Homoharringtonine delivered by high proportion PEG of long- circulating liposomes inhibits RPMI8226 multiple myeloma cells in vitro and in vivo.

Multiple myeloma (MM) remains an incurable disease in most patients. Homoharringtonine (HHT) is a natural alkaloid produced by various Cephalotaxus species, and is approved by the United States of America Food and Drug Administration to treat patients with acute and chronic myeloid lymphoma.

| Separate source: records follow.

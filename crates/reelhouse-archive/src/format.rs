//! Archive member names, metadata record and event payload framing.

use std::path::Path;

use serde::{Deserialize, Serialize};

use reelhouse_core::CaptureEvent;

use crate::error::{ArchiveError, Result};

/// Member holding the JSON metadata record.
pub const METADATA_MEMBER: &str = "metadata";
/// Member holding the framed event payload.
pub const EVENTS_MEMBER: &str = "events";
/// Member holding the JSON marker list.
pub const MARKERS_MEMBER: &str = "markers";

/// Container format name written into metadata.
pub const FORMAT_NAME: &str = "REELHOUSE";
/// Container format version written into metadata.
pub const FORMAT_VERSION: u32 = 1;
/// Generator identity written into metadata.
pub const GENERATOR: &str = concat!("reelhouse ", env!("CARGO_PKG_VERSION"));

/// Size of a frame header: offset then length, both big-endian u32.
const FRAME_HEADER: usize = 8;

/// The structured metadata record of an archive.
#[derive(Debug, Clone, PartialEq, Eq, Serialize, Deserialize)]
#[serde(rename_all = "camelCase")]
pub struct ArchiveMetadata {
    pub server_name: String,
    pub subject_name: String,
    /// Session key the archive was recorded under
    pub recording_key: String,
    pub generator: String,
    pub file_format: String,
    pub file_format_version: u32,
    pub protocol: u32,
    pub host_version: String,
    /// Wall-clock start, epoch milliseconds (UTC)
    pub date: i64,
    /// Wall-clock end, epoch milliseconds (UTC); unset until sealed
    #[serde(default)]
    pub ended_at: Option<i64>,
    /// Whole seconds, updated on seal
    pub duration: u64,
}

impl ArchiveMetadata {
    /// Build the initial record for a session starting at `started_at_ms`.
    pub fn new(
        server_name: impl Into<String>,
        subject_name: impl Into<String>,
        recording_key: impl Into<String>,
        started_at_ms: i64,
    ) -> Self {
        Self {
            server_name: server_name.into(),
            subject_name: subject_name.into(),
            recording_key: recording_key.into(),
            generator: GENERATOR.to_string(),
            file_format: FORMAT_NAME.to_string(),
            file_format_version: FORMAT_VERSION,
            protocol: 0,
            host_version: String::new(),
            date: started_at_ms,
            ended_at: None,
            duration: 0,
        }
    }

    pub fn with_protocol(mut self, protocol: u32, host_version: impl Into<String>) -> Self {
        self.protocol = protocol;
        self.host_version = host_version.into();
        self
    }

    /// The record as it should be sealed, given the end time.
    pub fn finalized(&self, ended_at_ms: i64) -> Self {
        Self {
            ended_at: Some(ended_at_ms),
            duration: duration_secs(self.date, ended_at_ms),
            ..self.clone()
        }
    }
}

/// Whole seconds between two epoch-millisecond instants, rounded to the
/// nearest second and clamped at zero.
pub fn duration_secs(started_at_ms: i64, ended_at_ms: i64) -> u64 {
    let delta = ended_at_ms.saturating_sub(started_at_ms);
    if delta <= 0 {
        return 0;
    }
    (delta as u64 + 500) / 1000
}

/// Encode events as concatenated `[offset][len][bytes]` frames.
pub fn encode_events(events: &[CaptureEvent]) -> Vec<u8> {
    let size = events
        .iter()
        .map(|e| FRAME_HEADER + e.payload.len())
        .sum();
    let mut out = Vec::with_capacity(size);
    for event in events {
        out.extend_from_slice(&event.offset_ms.to_be_bytes());
        out.extend_from_slice(&(event.payload.len() as u32).to_be_bytes());
        out.extend_from_slice(&event.payload);
    }
    out
}

/// Decode a framed payload. `path` is only used for error reporting.
pub fn decode_events(path: &Path, mut bytes: &[u8]) -> Result<Vec<CaptureEvent>> {
    let mut events = Vec::new();
    while !bytes.is_empty() {
        if bytes.len() < FRAME_HEADER {
            return Err(ArchiveError::corrupt(path, "truncated event frame header"));
        }
        let offset_ms = u32::from_be_bytes([bytes[0], bytes[1], bytes[2], bytes[3]]);
        let len = u32::from_be_bytes([bytes[4], bytes[5], bytes[6], bytes[7]]) as usize;
        bytes = &bytes[FRAME_HEADER..];
        if bytes.len() < len {
            return Err(ArchiveError::corrupt(path, "truncated event frame body"));
        }
        events.push(CaptureEvent::new(offset_ms, &bytes[..len]));
        bytes = &bytes[len..];
    }
    Ok(events)
}

#[cfg(test)]
mod tests {
    use super::*;

    #[test]
    fn test_duration_rounds_to_nearest_second() {
        assert_eq!(duration_secs(0, 1_499), 1);
        assert_eq!(duration_secs(0, 1_500), 2);
        assert_eq!(duration_secs(1_000, 1_000), 0);
    }

    #[test]
    fn test_duration_clamps_backward_clock() {
        assert_eq!(duration_secs(10_000, 4_000), 0);
        assert_eq!(duration_secs(i64::MAX, i64::MIN), 0);
    }

    #[test]
    fn test_finalized_sets_end_and_duration() {
        let meta = ArchiveMetadata::new("srv", "alice", "key", 1_000);
        let sealed = meta.finalized(62_000);
        assert_eq!(sealed.duration, 61);
        assert_eq!(sealed.ended_at, Some(62_000));
        assert_eq!(sealed.subject_name, "alice");
    }

    #[test]
    fn test_truncated_payload_is_corrupt() {
        let bytes = encode_events(&[CaptureEvent::new(5, b"hello".to_vec())]);
        let err = decode_events(Path::new("x"), &bytes[..bytes.len() - 2]).unwrap_err();
        assert!(err.is_corrupt());
        let err = decode_events(Path::new("x"), &bytes[..3]).unwrap_err();
        assert!(err.is_corrupt());
    }

    #[test]
    fn test_metadata_uses_camel_case_keys() {
        let meta = ArchiveMetadata::new("srv", "alice", "key", 42);
        let json = serde_json::to_value(&meta).unwrap();
        assert_eq!(json["serverName"], "srv");
        assert_eq!(json["subjectName"], "alice");
        assert_eq!(json["date"], 42);
        assert_eq!(json["fileFormatVersion"], FORMAT_VERSION);
    }
}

The aim of this study was to develop the high proportion polyethyleneglycol (PEG) of long-circulating HHT liposomes (LCL-HHT-H-PEG) and investigate its therapeutic applicability in vitro and in vivo against RPMI8226 MM. The optimized formulation of LCL-HHT-H-PEG showed a higher association with cytotoxicity against MM RPMI8226 cells than those of low proportion PEG of long-circulating HHT liposomes, liposome-encapsulated-HHT, micelle-HHT, and HHT in vitro. Therapeutic experiments in severe combined immunodeficient mice implanted with MM RPMI8226 cells by the subcutaeous route showed the significant inhibition of tumor growth in LCL-HHT-H-PEG group compared with the HHT group, and other control groups. The analysis of flow cytometry and transmission electron microscopy indicated that LCL-HHT-H-PEG exerted the cytotoxicity against MM by inducing the MM apoptosis in vitro and in vivo. This study suggests that our developed LCL-HHT-H-PEG may be regarded as a promising nano-device to deliver anti-MM drug HHT for treatment of MM patients.